┌──

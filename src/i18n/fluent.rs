// SPDX-License-Identifier: MPL-2.0
use crate::app::config::Config;
use fluent_bundle::{FluentArgs, FluentBundle, FluentResource};
use rust_embed::RustEmbed;
use std::collections::HashMap;
use unic_langid::LanguageIdentifier;

#[derive(RustEmbed)]
#[folder = "assets/i18n/"]
struct Asset;

/// Locale used when nothing else resolves.
pub const DEFAULT_LOCALE: &str = "en-US";

pub struct I18n {
    bundles: HashMap<LanguageIdentifier, FluentBundle<FluentResource>>,
    available_locales: Vec<LanguageIdentifier>,
    current_locale: LanguageIdentifier,
}

impl std::fmt::Debug for I18n {
    fn fmt(&self, f: &mut std::fmt::Formatter<'_>) -> std::fmt::Result {
        f.debug_struct("I18n")
            .field("available_locales", &self.available_locales)
            .field("current_locale", &self.current_locale)
            .finish()
    }
}

impl Default for I18n {
    fn default() -> Self {
        Self::new(None, &Config::default())
    }
}

impl I18n {
    /// Loads every embedded `.ftl` file and picks the active locale.
    ///
    /// Resolution order: `cli_lang`, then `config.general.language`, then the
    /// OS locale, then [`DEFAULT_LOCALE`]. Files that fail to parse are
    /// skipped with a warning.
    pub fn new(cli_lang: Option<String>, config: &Config) -> Self {
        let mut bundles = HashMap::new();
        let mut available_locales = Vec::new();

        for file in Asset::iter() {
            let filename = file.as_ref();
            let Some(locale) = filename
                .strip_suffix(".ftl")
                .and_then(|stem| stem.parse::<LanguageIdentifier>().ok())
            else {
                continue;
            };
            let Some(content) = Asset::get(filename) else {
                continue;
            };
            let source = String::from_utf8_lossy(content.data.as_ref()).to_string();
            let resource = match FluentResource::try_new(source) {
                Ok(resource) => resource,
                Err((_, errors)) => {
                    log::warn!("skipping {filename}: {} parse error(s)", errors.len());
                    continue;
                }
            };
            let mut bundle = FluentBundle::new(vec![locale.clone()]);
            bundle.set_use_isolating(false);
            if let Err(errors) = bundle.add_resource(resource) {
                log::warn!("{filename}: {} duplicate message(s)", errors.len());
            }
            bundles.insert(locale.clone(), bundle);
            available_locales.push(locale);
        }
        available_locales.sort_by_key(ToString::to_string);

        let current_locale = resolve_locale(cli_lang, config, &available_locales)
            .unwrap_or_else(default_locale);
        log::debug!("locale: {current_locale}");

        Self {
            bundles,
            available_locales,
            current_locale,
        }
    }

    pub fn current_locale(&self) -> &LanguageIdentifier {
        &self.current_locale
    }

    pub fn available_locales(&self) -> &[LanguageIdentifier] {
        &self.available_locales
    }

    /// Switches locale; unknown locales are ignored.
    pub fn set_locale(&mut self, locale: LanguageIdentifier) {
        if self.bundles.contains_key(&locale) {
            self.current_locale = locale;
        }
    }

    pub fn tr(&self, key: &str) -> String {
        self.format(key, None)
    }

    /// Translates `key` with named Fluent arguments.
    pub fn tr_with_args(&self, key: &str, args: &[(&str, &str)]) -> String {
        let mut fluent_args = FluentArgs::new();
        for (name, value) in args {
            fluent_args.set(*name, *value);
        }
        self.format(key, Some(&fluent_args))
    }

    fn format(&self, key: &str, args: Option<&FluentArgs<'_>>) -> String {
        if let Some(bundle) = self.bundles.get(&self.current_locale) {
            if let Some(pattern) = bundle.get_message(key).and_then(|msg| msg.value()) {
                let mut errors = vec![];
                let value = bundle.format_pattern(pattern, args, &mut errors);
                if errors.is_empty() {
                    return value.to_string();
                }
                log::debug!("{key}: {} formatting error(s)", errors.len());
            }
        }
        format!("MISSING: {}", key)
    }
}

fn default_locale() -> LanguageIdentifier {
    DEFAULT_LOCALE.parse().unwrap_or_default()
}

fn parse_available(lang_str: &str, available: &[LanguageIdentifier]) -> Option<LanguageIdentifier> {
    let lang = lang_str.parse::<LanguageIdentifier>().ok()?;
    if available.contains(&lang) {
        return Some(lang);
    }
    // `fr-FR` falls back to `fr` when only the language is shipped.
    available
        .iter()
        .find(|candidate| candidate.language == lang.language && candidate.region.is_none())
        .cloned()
}

fn resolve_locale(
    cli_lang: Option<String>,
    config: &Config,
    available: &[LanguageIdentifier],
) -> Option<LanguageIdentifier> {
    // 1. Check CLI args
    if let Some(lang) = cli_lang.as_deref().and_then(|s| parse_available(s, available)) {
        return Some(lang);
    }

    // 2. Check config file
    if let Some(lang) = config
        .general
        .language
        .as_deref()
        .and_then(|s| parse_available(s, available))
    {
        return Some(lang);
    }

    // 3. Check OS locale
    sys_locale::get_locale().and_then(|s| parse_available(&s, available))
}

#[cfg(test)]
mod tests {
    use super::*;

    fn available() -> Vec<LanguageIdentifier> {
        vec!["en-US".parse().unwrap(), "fr".parse().unwrap()]
    }

    #[test]
    fn test_resolve_locale_cli() {
        let config = Config::default();
        let lang = resolve_locale(Some("fr".to_string()), &config, &available());
        assert_eq!(lang, Some("fr".parse().unwrap()));
    }

    #[test]
    fn test_resolve_locale_config() {
        let mut config = Config::default();
        config.general.language = Some("fr".to_string());
        let lang = resolve_locale(None, &config, &available());
        assert_eq!(lang, Some("fr".parse().unwrap()));
    }

    #[test]
    fn test_cli_wins_over_config() {
        let mut config = Config::default();
        config.general.language = Some("fr".to_string());
        let lang = resolve_locale(Some("en-US".to_string()), &config, &available());
        assert_eq!(lang, Some("en-US".parse().unwrap()));
    }

    #[test]
    fn test_region_falls_back_to_language() {
        let lang = parse_available("fr-CA", &available());
        assert_eq!(lang, Some("fr".parse().unwrap()));
    }

    #[test]
    fn test_resolve_locale_default() {
        let config = Config::default();
        let lang = resolve_locale(None, &config, &available());
        // Depends on the host locale; anything returned must be shipped.
        if let Some(l) = lang {
            assert!(available().contains(&l));
        }
    }

    #[test]
    fn missing_key_is_marked() {
        let i18n = I18n::new(Some("en-US".to_string()), &Config::default());
        assert_eq!(i18n.tr("no-such-key"), "MISSING: no-such-key");
    }

    #[test]
    fn arguments_are_substituted() {
        let i18n = I18n::new(Some("en-US".to_string()), &Config::default());
        let text = i18n.tr_with_args("notification-collection-saved", &[("name", "Linen dress")]);
        assert!(text.contains("Linen dress"), "{text}");
    }

    #[test]
    fn both_locales_are_embedded() {
        let i18n = I18n::default();
        let locales: Vec<String> = i18n
            .available_locales()
            .iter()
            .map(ToString::to_string)
            .collect();
        assert!(locales.contains(&"en-US".to_string()));
        assert!(locales.contains(&"fr".to_string()));
    }

    #[test]
    fn set_locale_ignores_unknown() {
        let mut i18n = I18n::new(Some("fr".to_string()), &Config::default());
        i18n.set_locale("de".parse().unwrap());
        assert_eq!(i18n.current_locale().to_string(), "fr");
    }
}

└──

§ What is expected
Among the lines of the data above, find those with the word "Check" and show them.

§ Answer to this exercise
    // 1. Check CLI args
    // 2. Check config file
    // 3. Check OS locale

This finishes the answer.